> [Exercise brief] In the entries below, find the lines that include "CoinCapFeed" and give their number as the whole reply.

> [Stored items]
★ ★ ★

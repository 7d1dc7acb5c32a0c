use async_trait::async_trait;
use reqwest::Client;
use serde::Deserialize;
use std::collections::HashMap;
#[cfg(not(target_arch = "wasm32"))]
use std::time::Duration;

use super::traits::PriceFeed;
use crate::errors::CoreError;

const BASE_URL: &str = "https://api.coincap.io/v2";

/// CoinCap API feed for cryptocurrency USD prices.
///
/// - **Free**: No API key required, no strict rate limits.
/// - **Data**: 2000+ cryptocurrencies, real-time.
/// - **Endpoint**: `/assets?ids={id},{id},...` (one request per refresh)
///
/// Note: CoinCap uses lowercase ids like "bitcoin", "ethereum".
/// We map common symbols (BTC → bitcoin) and fall back to the lowercased
/// symbol for anything outside the map.
pub struct CoinCapFeed {
    client: Client,
    /// Map from uppercase symbol (BTC) to CoinCap asset id (bitcoin).
    symbol_map: HashMap<String, String>,
}

impl CoinCapFeed {
    pub fn new() -> Self {
        let mut symbol_map = HashMap::new();
        // Pre-populate common mappings
        let common = vec![
            ("BTC", "bitcoin"),
            ("ETH", "ethereum"),
            ("USDT", "tether"),
            ("USDC", "usd-coin"),
            ("BNB", "binance-coin"),
            ("XRP", "xrp"),
            ("ADA", "cardano"),
            ("SOL", "solana"),
            ("DOGE", "dogecoin"),
            ("DOT", "polkadot"),
            ("LTC", "litecoin"),
            ("AVAX", "avalanche"),
            ("LINK", "chainlink"),
            ("ATOM", "cosmos"),
            ("XLM", "stellar"),
            ("TRX", "tron"),
            ("ETC", "ethereum-classic"),
            ("XMR", "monero"),
            ("SHIB", "shiba-inu"),
            ("FIL", "filecoin"),
        ];
        for (sym, id) in common {
            symbol_map.insert(sym.to_string(), id.to_string());
        }

        let builder = Client::builder();
        #[cfg(not(target_arch = "wasm32"))]
        let builder = builder.timeout(Duration::from_secs(30));
        Self {
            client: builder.build().unwrap_or_else(|_| Client::new()),
            symbol_map,
        }
    }

    /// Resolve a symbol like "BTC" to a CoinCap id like "bitcoin".
    /// Falls back to the lowercased symbol for unmapped entries.
    pub fn resolve_id(&self, symbol: &str) -> String {
        let upper = symbol.to_uppercase();
        self.symbol_map
            .get(&upper)
            .cloned()
            .unwrap_or_else(|| symbol.to_lowercase())
    }
}

impl Default for CoinCapFeed {
    fn default() -> Self {
        Self::new()
    }
}

// ── CoinCap API response types ──────────────────────────────────────

#[derive(Deserialize)]
struct AssetsResponse {
    data: Vec<AssetEntry>,
}

#[derive(Deserialize)]
struct AssetEntry {
    symbol: String,
    #[serde(rename = "priceUsd")]
    price_usd: Option<String>,
}

#[cfg_attr(target_arch = "wasm32", async_trait(?Send))]
#[cfg_attr(not(target_arch = "wasm32"), async_trait)]
impl PriceFeed for CoinCapFeed {
    fn name(&self) -> &str {
        "CoinCap"
    }

    async fn fetch_crypto_usd(
        &self,
        symbols: &[String],
    ) -> Result<HashMap<String, f64>, CoreError> {
        if symbols.is_empty() {
            return Ok(HashMap::new());
        }

        let ids: Vec<String> = symbols.iter().map(|s| self.resolve_id(s)).collect();
        let url = format!("{BASE_URL}/assets?ids={}", ids.join(","));

        let resp: AssetsResponse = self
            .client
            .get(&url)
            .send()
            .await?
            .json()
            .await
            .map_err(|e| CoreError::Api {
                feed: "CoinCap".into(),
                message: format!("Failed to parse assets response: {e}"),
            })?;

        // Unparseable or missing prices drop out of the map; the caller
        // treats absent symbols as price 0.
        let prices: HashMap<String, f64> = resp
            .data
            .iter()
            .filter_map(|entry| {
                let price: f64 = entry.price_usd.as_deref()?.parse().ok()?;
                Some((entry.symbol.to_uppercase(), price))
            })
            .collect();

        Ok(prices)
    }
}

★ ★ ★

> [Written answer] 4